** Opening Excerpted data block **

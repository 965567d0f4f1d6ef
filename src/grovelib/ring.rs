use crate::error::DecryptError;

pub type Value = i64;

#[derive(Debug, Clone, Copy, PartialEq, Eq)]
pub struct Element {
    pub value: Value,
    pub original_index: usize,
}

#[derive(Debug, Clone, Copy)]
struct Node {
    element: Element,
    prev: usize,
    next: usize,
}

/// A circular, doubly-linked sequence stored in a fixed arena.
///
/// Slot `i` of the arena always holds the element that was `i`th in the input, so
/// elements are addressed by their original index no matter where mixing has moved them.
#[derive(Debug, Clone)]
pub struct Ring {
    nodes: Vec<Node>,
}

impl Ring {
    pub fn new(values: &[Value]) -> Result<Self, DecryptError> {
        let len = values.len();
        if len < 2 {
            return Err(DecryptError::DegenerateSequence { len });
        }
        let nodes = values
            .iter()
            .enumerate()
            .map(|(i, value)| Node {
                element: Element {
                    value: *value,
                    original_index: i,
                },
                prev: (i + len - 1) % len,
                next: (i + 1) % len,
            })
            .collect();
        Ok(Self { nodes })
    }

    pub fn len(&self) -> usize {
        self.nodes.len()
    }

    /// Get an element by original index. Returns None if the index is out-of-bounds.
    pub fn get(&self, original_index: usize) -> Option<&Element> {
        self.nodes.get(original_index).map(|n| &n.element)
    }

    /// Move an element `offset` places around the ring. A full lap is `len() - 1` places,
    /// since the element does not count itself, so offsets that are a multiple of that
    /// leave the ring untouched.
    pub fn move_by(&mut self, original_index: usize, offset: Value) {
        let span = self.nodes.len() - 1;
        // truncating remainder: keeps the sign of offset
        let displacement = offset % span as Value;
        if displacement == 0 {
            return;
        }
        let Node { prev, next, .. } = self.nodes[original_index];
        self.nodes[prev].next = next;
        self.nodes[next].prev = prev;

        // the remaining ring has `span` nodes, so either direction reaches the same anchor
        let steps = displacement.unsigned_abs() as usize;
        let forward = displacement > 0;
        let (steps, forward) = if steps * 2 > span {
            (span - steps, !forward)
        } else {
            (steps, forward)
        };
        let mut anchor = prev;
        for _ in 0..steps {
            anchor = if forward {
                self.nodes[anchor].next
            } else {
                self.nodes[anchor].prev
            };
        }

        let after = self.nodes[anchor].next;
        self.nodes[original_index].prev = anchor;
        self.nodes[original_index].next = after;
        self.nodes[anchor].next = original_index;
        self.nodes[after].prev = original_index;
        log::trace!(
            "moved {} by {} to sit after {}",
            original_index,
            displacement,
            anchor
        );
    }

    pub fn find_by_value(&self, value: Value) -> Option<&Element> {
        self.nodes
            .iter()
            .map(|n| &n.element)
            .find(|e| e.value == value)
    }

    /// The element `offset` places forward of `start`, wrapping around as often as needed.
    pub fn element_at(&self, start: usize, offset: usize) -> &Element {
        let mut current = start;
        for _ in 0..offset % self.nodes.len() {
            current = self.nodes[current].next;
        }
        &self.nodes[current].element
    }

    /// Every element in current ring order, beginning at `start`.
    pub fn iter_from(&self, start: usize) -> RingIter<'_> {
        RingIter {
            ring: self,
            current: start,
            remaining: self.nodes.len(),
        }
    }

    pub fn values_from(&self, start: usize) -> Vec<Value> {
        self.iter_from(start).map(|e| e.value).collect()
    }

    /// Check that `next` forms a single cycle through every node and that `prev` mirrors it.
    pub fn is_consistent(&self) -> bool {
        let mut seen = vec![false; self.nodes.len()];
        let mut current = 0;
        for _ in 0..self.nodes.len() {
            if seen[current] {
                return false;
            }
            seen[current] = true;
            let next = self.nodes[current].next;
            if self.nodes[next].prev != current {
                return false;
            }
            current = next;
        }
        current == 0 && seen.into_iter().all(|s| s)
    }
}

impl std::ops::Index<usize> for Ring {
    type Output = Element;

    fn index(&self, original_index: usize) -> &Self::Output {
        &self.nodes[original_index].element
    }
}

#[derive(Debug)]
pub struct RingIter<'a> {
    ring: &'a Ring,
    current: usize,
    remaining: usize,
}

impl<'a> Iterator for RingIter<'a> {
    type Item = &'a Element;

    fn next(&mut self) -> Option<Self::Item> {
        if self.remaining == 0 {
            return None;
        }
        self.remaining -= 1;
        let node = &self.ring.nodes[self.current];
        self.current = node.next;
        Some(&node.element)
    }

    fn size_hint(&self) -> (usize, Option<usize>) {
        (self.remaining, Some(self.remaining))
    }
}
//! In-memory document.

use std::collections::{HashMap, HashSet};
use std::sync::Arc;

use anyhow::bail;
use chrono::{DateTime, Utc};
use parking_lot::Mutex;
use serde_json::Value;

use crate::error::{Error, Result};
use crate::policy::{AnalyticsCommand, CookieJar, ScriptLoader, ScriptTag};
use crate::presenter::{BannerView, Panel, ids};
use crate::store::StorageBackend;

/// One observable side effect, in the order it happened.
#[derive(Debug, Clone, PartialEq, Eq)]
pub enum DocumentEvent {
    StorageWritten { key: String },
    CookieWritten { assignment: String },
    QueueInstalled,
    CommandDispatched { args: String },
    ScriptInjected { src: String },
    BannerMounted,
    BannerRevealed { revealed: bool },
    BannerDisplayed { displayed: bool },
    PanelShown { panel: Panel },
    BannerRemoved,
}

/// Observable state of the mounted banner.
#[derive(Debug, Clone, PartialEq, Eq)]
pub struct BannerSnapshot {
    /// The visible class is present.
    pub revealed: bool,
    /// The container is in layout (not `display: none`).
    pub displayed: bool,
    pub panel: Panel,
    pub markup: String,
}

#[derive(Debug, Clone)]
struct StoredCookie {
    name: String,
    value: String,
    /// `None` for host-only cookies.
    domain: Option<String>,
}

#[derive(Debug)]
struct BannerElement {
    snapshot: BannerSnapshot,
    present: HashSet<&'static str>,
    checked: HashMap<&'static str, bool>,
}
//! The analytics tag: what gets loaded when analytics is granted.
//!
//! The tag is two global call conventions plus one script reference. The
//! queue (`dataLayer`) must exist and receive the `js` and `config` commands
//! through the dispatch function (`gtag`) before the loader script runs.

use chrono::{DateTime, SecondsFormat, Utc};
use serde_json::{Value, json};

use crate::config::AnalyticsConfig;

/// One command pushed onto the analytics queue.
#[derive(Debug, Clone, PartialEq, Eq)]
pub enum AnalyticsCommand {
    /// `gtag('js', <time>)`: marks when the tag was initialized.
    Js { at: String },
    /// `gtag('config', <id>)`: configures the measurement account.
    Config { measurement_id: String },
}

impl AnalyticsCommand {
    /// The dispatch call's arguments as a JSON array, as the queue stores them.
    pub fn to_args(&self) -> Value {
        match self {
            Self::Js { at } => json!(["js", at]),
            Self::Config { measurement_id } => json!(["config", measurement_id]),
        }
    }
}

/// Script element the policy asks the host to insert.
#[derive(Debug, Clone, PartialEq, Eq)]
pub struct ScriptTag {
    pub src: String,
    pub async_load: bool,
}

/// The configured analytics loader.
#[derive(Debug, Clone, PartialEq, Eq)]
pub struct AnalyticsTag {
    measurement_id: String,
    loader_base: String,
}

impl AnalyticsTag {
    pub fn new(measurement_id: impl Into<String>, loader_base: impl Into<String>) -> Self {
        Self {
            measurement_id: measurement_id.into(),
            loader_base: loader_base.into(),
        }
    }

    pub fn from_config(config: &AnalyticsConfig) -> Self {
        Self::new(&config.measurement_id, &config.loader_base)
    }

    pub fn measurement_id(&self) -> &str {
        &self.measurement_id
    }

    /// Loader URL: `<loader_base>?id=<measurement_id>`.
    pub fn loader_src(&self) -> String {
        format!("{}?id={}", self.loader_base, self.measurement_id)
    }

    pub fn script(&self) -> ScriptTag {
        ScriptTag {
            src: self.loader_src(),
            async_load: true,
        }
    }

    /// Commands queued before the loader, in dispatch order.
    pub fn bootstrap_commands(&self, now: DateTime<Utc>) -> [AnalyticsCommand; 2] {
        [
            AnalyticsCommand::Js {
                at: now.to_rfc3339_opts(SecondsFormat::Millis, true),
            },
            AnalyticsCommand::Config {
                measurement_id: self.measurement_id.clone(),
            },
        ]
    }
}

#[cfg(test)]
mod tests {
    use super::*;
    use chrono::TimeZone;

    #[test]
    fn test_default_loader_src() {
        let tag = AnalyticsTag::from_config(&AnalyticsConfig::default());
        assert_eq!(
            tag.loader_src(),
            "https://www.googletagmanager.com/gtag/js?id=G-WXFB5L04Y8"
        );
        assert!(tag.script().async_load);
    }

    #[test]
    fn test_bootstrap_commands_order() {
        let tag = AnalyticsTag::new("G-TEST", "https://loader.test/gtag/js");
        let now = Utc.with_ymd_and_hms(2024, 1, 2, 3, 4, 5).unwrap();

        let [js, config] = tag.bootstrap_commands(now);
        assert_eq!(js.to_args(), json!(["js", "2024-01-02T03:04:05.000Z"]));
        assert_eq!(config.to_args(), json!(["config", "G-TEST"]));
    }
}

** Closing Excerpted data block **

▸ **Problem statement**:
When a line of the material above contains the string "RingIter", it counts. State the total and nothing more.

▸ **Expected output**:
4